*** Opening Records for this exercise ***

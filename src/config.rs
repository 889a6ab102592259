use std::{env, time::Duration};
use secrecy::SecretString;

const AZURE_LOGIN_HOST: &str = "https://login.microsoftonline.com";

#[derive(Clone, Debug)]
pub struct Config {
    pub environment: String,
    pub mongo_conn_string: SecretString,
    pub mongo_db_name: String,
    pub web_server_host: String,
    pub web_server_port: u16,
    pub cors_allowed_origin: Option<String>,
    pub azure_tenant_id: Option<String>,
    pub azure_client_id: Option<String>,
    pub azure_app_id_uri: Option<String>,
    pub azure_required_scope: Option<String>,
    pub jwks_cache_ttl_secs: u64,
    pub jwks_timeout_secs: u64,
}

/// Reads a variable, treating an empty value the same as an unset one.
fn non_empty_var(name: &str) -> Option<String> {
    env::var(name)
        .ok()
        .map(|v| v.trim().to_string())
        .filter(|v| !v.is_empty())
}

impl Config {
    pub fn from_env() -> Self {
        Self {
            environment: non_empty_var("APP_ENV").unwrap_or_else(|| "development".to_string()),
            mongo_conn_string: SecretString::from(
                non_empty_var("MONGO_CONN_STRING")
                    .unwrap_or_else(|| "mongodb://localhost:27017".to_string()),
            ),
            mongo_db_name: non_empty_var("MONGO_DB_NAME")
                .unwrap_or_else(|| "surveys-local".to_string()),
            web_server_host: non_empty_var("WEB_SERVER_HOST")
                .unwrap_or_else(|| "127.0.0.1".to_string()),
            web_server_port: non_empty_var("WEB_SERVER_PORT")
                .or_else(|| non_empty_var("PORT"))
                .and_then(|p| p.parse().ok())
                .unwrap_or(4000),
            cors_allowed_origin: non_empty_var("CORS_ALLOWED_ORIGIN"),
            azure_tenant_id: non_empty_var("AZURE_TENANT_ID"),
            azure_client_id: non_empty_var("AZURE_CLIENT_ID"),
            azure_app_id_uri: non_empty_var("AZURE_APP_ID_URI"),
            azure_required_scope: non_empty_var("AZURE_REQUIRED_SCOPE"),
            jwks_cache_ttl_secs: non_empty_var("JWKS_CACHE_TTL_SECS")
                .and_then(|s| s.parse().ok())
                .unwrap_or(3600),
            jwks_timeout_secs: non_empty_var("JWKS_TIMEOUT_SECS")
                .and_then(|s| s.parse().ok())
                .unwrap_or(5),
        }
    }

    pub fn is_production(&self) -> bool {
        self.environment.eq_ignore_ascii_case("production")
    }

    /// Expected `iss` claim for tokens issued by the configured tenant.
    pub fn issuer(&self) -> Option<String> {
        self.azure_tenant_id
            .as_ref()
            .map(|tenant| format!("{}/{}/v2.0", AZURE_LOGIN_HOST, tenant))
    }

    /// The tenant's published signing key set. The issuer already ends in
    /// `/v2.0`, so the key path is built from the tenant directly.
    pub fn jwks_url(&self) -> Option<String> {
        self.azure_tenant_id
            .as_ref()
            .map(|tenant| format!("{}/{}/discovery/v2.0/keys", AZURE_LOGIN_HOST, tenant))
    }

    /// Audiences a token may be issued for: the client id and, when set, the App ID URI.
    pub fn audiences(&self) -> Vec<String> {
        [&self.azure_client_id, &self.azure_app_id_uri]
            .into_iter()
            .flatten()
            .cloned()
            .collect()
    }

    pub fn jwks_cache_ttl(&self) -> Duration {
        Duration::from_secs(self.jwks_cache_ttl_secs)
    }

    pub fn jwks_timeout(&self) -> Duration {
        Duration::from_secs(self.jwks_timeout_secs)
    }

    /// Validate that production-critical configuration is set
    /// Panics if token validation could not work
    pub fn validate_for_production(&self) {
        if self.azure_tenant_id.is_none() {
            panic!(
                "FATAL: AZURE_TENANT_ID is not set! Bearer tokens cannot be validated without a tenant."
            );
        }

        if self.azure_client_id.is_none() {
            panic!(
                "FATAL: AZURE_CLIENT_ID is not set! Set AZURE_CLIENT_ID so token audiences can be checked."
            );
        }

        if self.jwks_timeout_secs == 0 {
            panic!("FATAL: JWKS_TIMEOUT_SECS must be greater than zero.");
        }
    }

    pub fn test_config() -> Self {
        Self {
            environment: "test".to_string(),
            mongo_conn_string: SecretString::from("mongodb://localhost:27017".to_string()),
            mongo_db_name: "surveys-test".to_string(),
            web_server_host: "127.0.0.1".to_string(),
            web_server_port: 4000,
            cors_allowed_origin: None,
            azure_tenant_id: Some("test-tenant".to_string()),
            azure_client_id: Some("test-client".to_string()),
            azure_app_id_uri: Some("api://test-client".to_string()),
            azure_required_scope: None,
            jwks_cache_ttl_secs: 60,
            jwks_timeout_secs: 1,
        }
    }
}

*** Closing Records for this exercise ***

Directions for this task: The answer is a single number, the count of lines in the records that contain the string "SecretString".

Solved exercise: 4